The only "point" you are making is about your lack of reading.
The implication is that you simply do not have the ability to understand and discuss the views of others. If you have any coherent comments on ontology, I will reply, otherwise I think I've wasted on enough time (ho! ho!) on you already.
kennethamy
 
  1  
Reply Sun 18 Jul, 2010 02:13 am
@TuringEquivalent,
TuringEquivalent wrote:

kennethamy wrote:

fresco wrote:

"Nutty" hmmm...and your thoughts on "nominalism" versus "realism" are what ?



The point I made is that reading about nominalism or realism is just reading about others philosohizing. It is not doing any philosophizing yourself, as you said it was. Just as reading a novel is not writing a novel (it is reading a novel). The issue is not nominalism or realism, but your confusion between reading about others philosophizing, and philosophizing yourself. Deal with that instead of diverting the question. Whether or not Heidegger's is nutty, reading him is not doing philosophy anymore than reading about someone else driving a car is driving a car. As Wittgenstein pointed out, "Philosophy is an activity, not a theory".



It is an activity with some rules, so, it is a theory.


Philosophies are theories. But philosophizing is an activity. Playing chess is also an activity with some rules. But playing chess is not a theory.

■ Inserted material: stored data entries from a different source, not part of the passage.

//! Call interception: run a call, capture whatever it raises.
//!
//! [`Safe::wrapper`] hands out a [`Wrapper`], a borrowed proxy around a target.
//! Every call made through the proxy runs synchronously and comes back as an
//! [`ExceptionOr`]: the returned value on success, the classified [`Failure`]
//! otherwise. With the `std` feature a panic inside the call is captured too,
//! as a [`FailureKind::Panic`](crate::FailureKind::Panic) failure.
//!
//! Proxies expose the target's operations in three ways:
//!
//! - a capability trait declared with [`safe_interface!`](crate::safe_interface),
//!   which gives the proxy the same method names with `ExceptionOr` returns;
//! - [`Wrapper::invoke`] / [`Wrapper::invoke_value`] with a closure;
//! - [`Wrapper::dispatch`] through a [`MethodTable`] when the method name is
//!   only known at runtime.
//!
//! # Examples
//!
//! ```
//! use exception_or::{Failure, FailureKind, Safe};
//!
//! struct Greeter;
//!
//! impl Greeter {
//!     fn greet(&self, name: &str) -> Result<String, Failure> {
//!         if name.is_empty() {
//!             return Err(Failure::argument("name is empty"));
//!         }
//!         Ok(format!("hello, {name}"))
//!     }
//! }
//!
//! let greeter = Greeter;
//! let safe = Safe::wrapper(&greeter);
//!
//! assert_eq!(safe.invoke(|g| g.greet("ada")).into_value().unwrap(), "hello, ada");
//! assert!(safe.invoke(|g| g.greet("")).has_failed_with(&[FailureKind::Argument]));
//! ```
use core::fmt::{self, Debug};

use crate::traits::IntoFailure;
use crate::types::{ExceptionOr, Failure, UsageError};

mod dispatch;

pub use dispatch::MethodTable;

/// Entry point for wrapping targets.
#[derive(Debug, Clone, Copy, Default)]
pub struct Safe;

impl Safe {
    /// Wraps `target` in a proxy whose calls return [`ExceptionOr`].
    ///
    /// `target` is either a reference to the object to wrap or an existing
    /// [`Wrapper`]. Wrapping a wrapper returns that same single-layer proxy, so
    /// failures are never captured twice.
    ///
    /// Pass an existing wrapper by value; `Wrapper` is `Copy`, so this leaves
    /// the original usable. A reference `&wrapper` is just another target and
    /// yields a second proxy layer around the first, which exposes none of the
    /// target's capability methods.
    ///
    /// ```
    /// use exception_or::{Safe, Wrapper};
    ///
    /// let numbers = vec![1, 2, 3];
    /// let once = Safe::wrapper(&numbers);
    /// let twice: Wrapper<'_, Vec<i32>> = Safe::wrapper(once);
    /// assert!(core::ptr::eq(once.target(), twice.target()));
    /// ```
    #[inline]
    pub fn wrapper<'a, W>(target: W) -> Wrapper<'a, W::Target>
    where
        W: IntoWrapper<'a>,
    {
        target.into_wrapper()
    }
}

/// Things [`Safe::wrapper`] accepts.
///
/// Implemented for plain references, which start a new proxy, and for
/// [`Wrapper`] itself, which is returned unchanged.
pub trait IntoWrapper<'a> {
    /// The wrapped object's type.
    type Target: ?Sized + 'a;

    fn into_wrapper(self) -> Wrapper<'a, Self::Target>;
}

impl<'a, T: ?Sized + 'a> IntoWrapper<'a> for &'a T {
    type Target = T;

    #[inline]
    fn into_wrapper(self) -> Wrapper<'a, T> {
        Wrapper::new(self)
    }
}

impl<'a, T: ?Sized + 'a> IntoWrapper<'a> for Wrapper<'a, T> {
    type Target = T;

    #[inline]
    fn into_wrapper(self) -> Wrapper<'a, T> {
        self
    }
}

/// Borrowed proxy around a target; see the [module docs](self).
///
/// The proxy never owns the target and keeps no state between calls.
pub struct Wrapper<'a, T: ?Sized> {
    target: &'a T,
}

impl<'a, T: ?Sized> Wrapper<'a, T> {
    #[inline]
    pub fn new(target: &'a T) -> Self {
        Self { target }
    }

    /// The wrapped object.
    #[inline]
    pub fn target(&self) -> &'a T {
        self.target
    }

    /// Runs a `Result`-returning call on the target and captures its outcome.
    ///
    /// The call is made exactly once, synchronously, with no retry.
    pub fn invoke<R, E, F>(&self, call: F) -> ExceptionOr<R>
    where
        F: FnOnce(&'a T) -> Result<R, E>,
        E: IntoFailure,
    {
        let target = self.target;
        capture(move || call(target))
    }

    /// Runs a call returning a plain value; only a panic can make it fail.
    pub fn invoke_value<R, F>(&self, call: F) -> ExceptionOr<R>
    where
        F: FnOnce(&'a T) -> R,
    {
        let target = self.target;
        capture_value(move || call(target))
    }

    /// Calls the method registered as `name` in `table`.
    ///
    /// # Errors
    ///
    /// [`UsageError::NoSuchMethod`] if `table` has no method called `name`.
    /// Failures raised by the method itself are captured, never returned here.
    #[inline]
    pub fn dispatch<A, R>(
        &self,
        table: &MethodTable<T, A, R>,
        name: &str,
        args: A,
    ) -> Result<ExceptionOr<R>, UsageError> {
        table.call(self.target, name, args)
    }
}

impl<T: ?Sized> Clone for Wrapper<'_, T> {
    #[inline]
    fn clone(&self) -> Self {
        *self
    }
}

impl<T: ?Sized> Copy for Wrapper<'_, T> {}

impl<T: ?Sized> Debug for Wrapper<'_, T> {
    fn fmt(&self, f: &mut fmt::Formatter<'_>) -> fmt::Result {
        f.debug_struct("Wrapper").field("target", &core::any::type_name::<T>()).finish()
    }
}

/// Runs `call` and captures its outcome.
///
/// `Ok(v)` becomes [`ExceptionOr::Success`]; `Err(e)` becomes
/// [`ExceptionOr::Failed`] with `e` converted through [`IntoFailure`]. With the
/// `std` feature a panic is captured as well. Nothing escapes to the caller.
///
/// ```
/// use exception_or::capture;
///
/// let mut counter = 0;
/// let result = capture(|| {
///     counter += 1;
///     "7".parse::<i32>()
/// });
/// assert_eq!(result.get_value(), Ok(&7));
/// assert_eq!(counter, 1);
/// ```
pub fn capture<R, E, F>(call: F) -> ExceptionOr<R>
where
    F: FnOnce() -> Result<R, E>,
    E: IntoFailure,
{
    let outcome = match run_guarded(call) {
        Ok(Ok(value)) => ExceptionOr::Success(value),
        Ok(Err(error)) => ExceptionOr::Failed(error.into_failure()),
        Err(panicked) => ExceptionOr::Failed(panicked),
    };

    #[cfg(feature = "tracing")]
    match &outcome {
        ExceptionOr::Success(_) => tracing::trace!("wrapped call succeeded"),
        ExceptionOr::Failed(failure) => {
            tracing::debug!(kind = %failure.kind(), error = %failure, "captured failure");
        }
    }

    outcome
}

/// [`capture`] for calls returning a plain value.
pub fn capture_value<R, F>(call: F) -> ExceptionOr<R>
where
    F: FnOnce() -> R,
{
    capture(move || Ok::<R, Failure>(call()))
}

#[cfg(feature = "std")]
fn run_guarded<T, F>(call: F) -> Result<T, Failure>
where
    F: FnOnce() -> T,
{
    std::panic::catch_unwind(std::panic::AssertUnwindSafe(call)).map_err(|payload| {
        let failure = Failure::panic(panic_message(&*payload));
        #[cfg(feature = "tracing")]
        tracing::debug!(error = %failure, "captured panic");
        failure
    })
}

#[cfg(not(feature = "std"))]
#[inline]
fn run_guarded<T, F>(call: F) -> Result<T, Failure>
where
    F: FnOnce() -> T,
{
    Ok(call())
}

#[cfg(feature = "std")]
fn panic_message(payload: &(dyn core::any::Any + Send)) -> crate::types::alloc_type::String {
    use crate::types::alloc_type::ToString;

    if let Some(message) = payload.downcast_ref::<&'static str>() {
        (*message).to_string()
    } else if let Some(message) = payload.downcast_ref::<crate::types::alloc_type::String>() {
        message.clone()
    } else {
        "wrapped call panicked".to_string()
    }
}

Of course, there are chess theories like hypermodernism. But that is not playing chess. And even applying theories is an activity, not a theory.

It is a common confusion (especially among beginners in philosophy, and also postmodern philosophers) that reading about others philosophizing is philosophizing. As I pointed out, this confusion seems to be unique to philosophy. No one thinks that reading about others driving is driving oneself.